Wages as measured by the Australian Bureau of Statistics increased by 9.6 per cent across Victoria over the period.
Middle suburbs have also failed to keep up with the income growth being enjoyed in richer parts of the city. In these areas that include Brunswick West, Upwey and Rowville, median incomes lifted by 10.2 per cent.
SGS Economics and Planning partner Terry Rawnsley said the gulf between the rich and poor of both Sydney and Melbourne had been growing for the past two decades.
“Inner city suburbs have access to high income jobs in finance and insurance, and professional services far and beyond what can be accessed from middle-ring suburbs,” he said.
“Residents of middle-ring suburbs have had to commute longer distances to access these high-income jobs or make do with the lower paying local jobs.
“The income divide has also resulted in a wealth divide as more rapid housing price increases in inner suburbs and higher income have been invested in a range of assets, providing a further boost to the income of inner city suburbs.”
When it comes to average incomes, which can be skewed by a small number of very well compensated individuals, the widening between top and bottom has been even larger.

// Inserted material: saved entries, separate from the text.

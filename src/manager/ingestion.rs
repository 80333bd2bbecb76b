use crate::batch::LoadedBatch;
use crate::error::{FilterError, Result};
use async_trait::async_trait;
use std::sync::{Arc, RwLock};
use std::time::SystemTime;

/// Read side of the append-only log the ingestion pipeline writes batch
/// metadata to.
#[async_trait]
pub trait IngestionLog: Send + Sync {
    /// Every batch whose `created` is strictly after `after`, or every
    /// batch when `after` is `None`. Order is not significant.
    async fn batches_created_after(
        &self,
        after: Option<SystemTime>,
    ) -> Result<Vec<LoadedBatch>>;
}

#[async_trait]
impl<L: IngestionLog + ?Sized> IngestionLog for Arc<L> {
    async fn batches_created_after(
        &self,
        after: Option<SystemTime>,
    ) -> Result<Vec<LoadedBatch>> {
        (**self).batches_created_after(after).await
    }
}

/// Append-only in-memory log
#[derive(Debug, Default)]
pub struct InMemoryIngestionLog {
    batches: RwLock<Vec<LoadedBatch>>,
}

impl InMemoryIngestionLog {
    pub fn new() -> Self {
        Self::default()
    }

    pub fn from_batches(batches: Vec<LoadedBatch>) -> Self {
        Self {
            batches: RwLock::new(batches),
        }
    }

    pub fn append(&self, batch: LoadedBatch) -> Result<()> {
        let mut batches = self
            .batches
            .write()
            .map_err(|e| FilterError::IngestionLog(e.to_string()))?;
        batches.push(batch);
        Ok(())
    }

    pub fn len(&self) -> Result<usize> {
        let batches = self
            .batches
            .read()
            .map_err(|e| FilterError::IngestionLog(e.to_string()))?;
        Ok(batches.len())
    }

    pub fn is_empty(&self) -> Result<bool> {
        Ok(self.len()? == 0)
    }

    /// Number of batches created within `range` that touched `key`. This
    /// is the authoritative answer the filters approximate.
    pub fn count_changes(
        &self,
        key: &str,
        range: &crate::range::DateRange,
    ) -> Result<usize> {
        let batches = self
            .batches
            .read()
            .map_err(|e| FilterError::IngestionLog(e.to_string()))?;
        Ok(batches
            .iter()
            .filter(|b| range.contains(b.created))
            .filter(|b| b.keys.iter().any(|k| k == key))
            .count())
    }
}

#[async_trait]
impl IngestionLog for InMemoryIngestionLog {
    async fn batches_created_after(
        &self,
        after: Option<SystemTime>,
    ) -> Result<Vec<LoadedBatch>> {
        let batches = self
            .batches
            .read()
            .map_err(|e| FilterError::IngestionLog(e.to_string()))?;
        Ok(batches
            .iter()
            .filter(|b| after.is_none_or(|after| b.created > after))
            .cloned()
            .collect())
    }
}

The average income among Toorak’s residents grew by 17.6 per cent between 2013-14 and 2017-18 to a Melbourne high of $196,816.
Across Alphington the average income increased by just 4.2 per cent to a city low of $39,111.
The average incomes are heavily affected by capital gains which are inflated by low interest rate settings which fell from 2.5 per cent to a then record low of 1.5 per cent over the period.
In Toorak, 1381 residents declared net capital gains worth $426.3 million or $308,689 each in the 2017-18 tax year. Four years earlier, the average gain was $193,000.
In Alphington, 560 people declared net capital gains of $14.7 million or $26,250 each.
The Reserve Bank has previously warned that ultra-low interest rates can lead to asset bubbles. It has also resisted taking official interest rates into negative territory, in part because people with large savings would be able to deploy that cash into other assets.
People on low incomes and without savings may actually suffer under a negative interest rate regime.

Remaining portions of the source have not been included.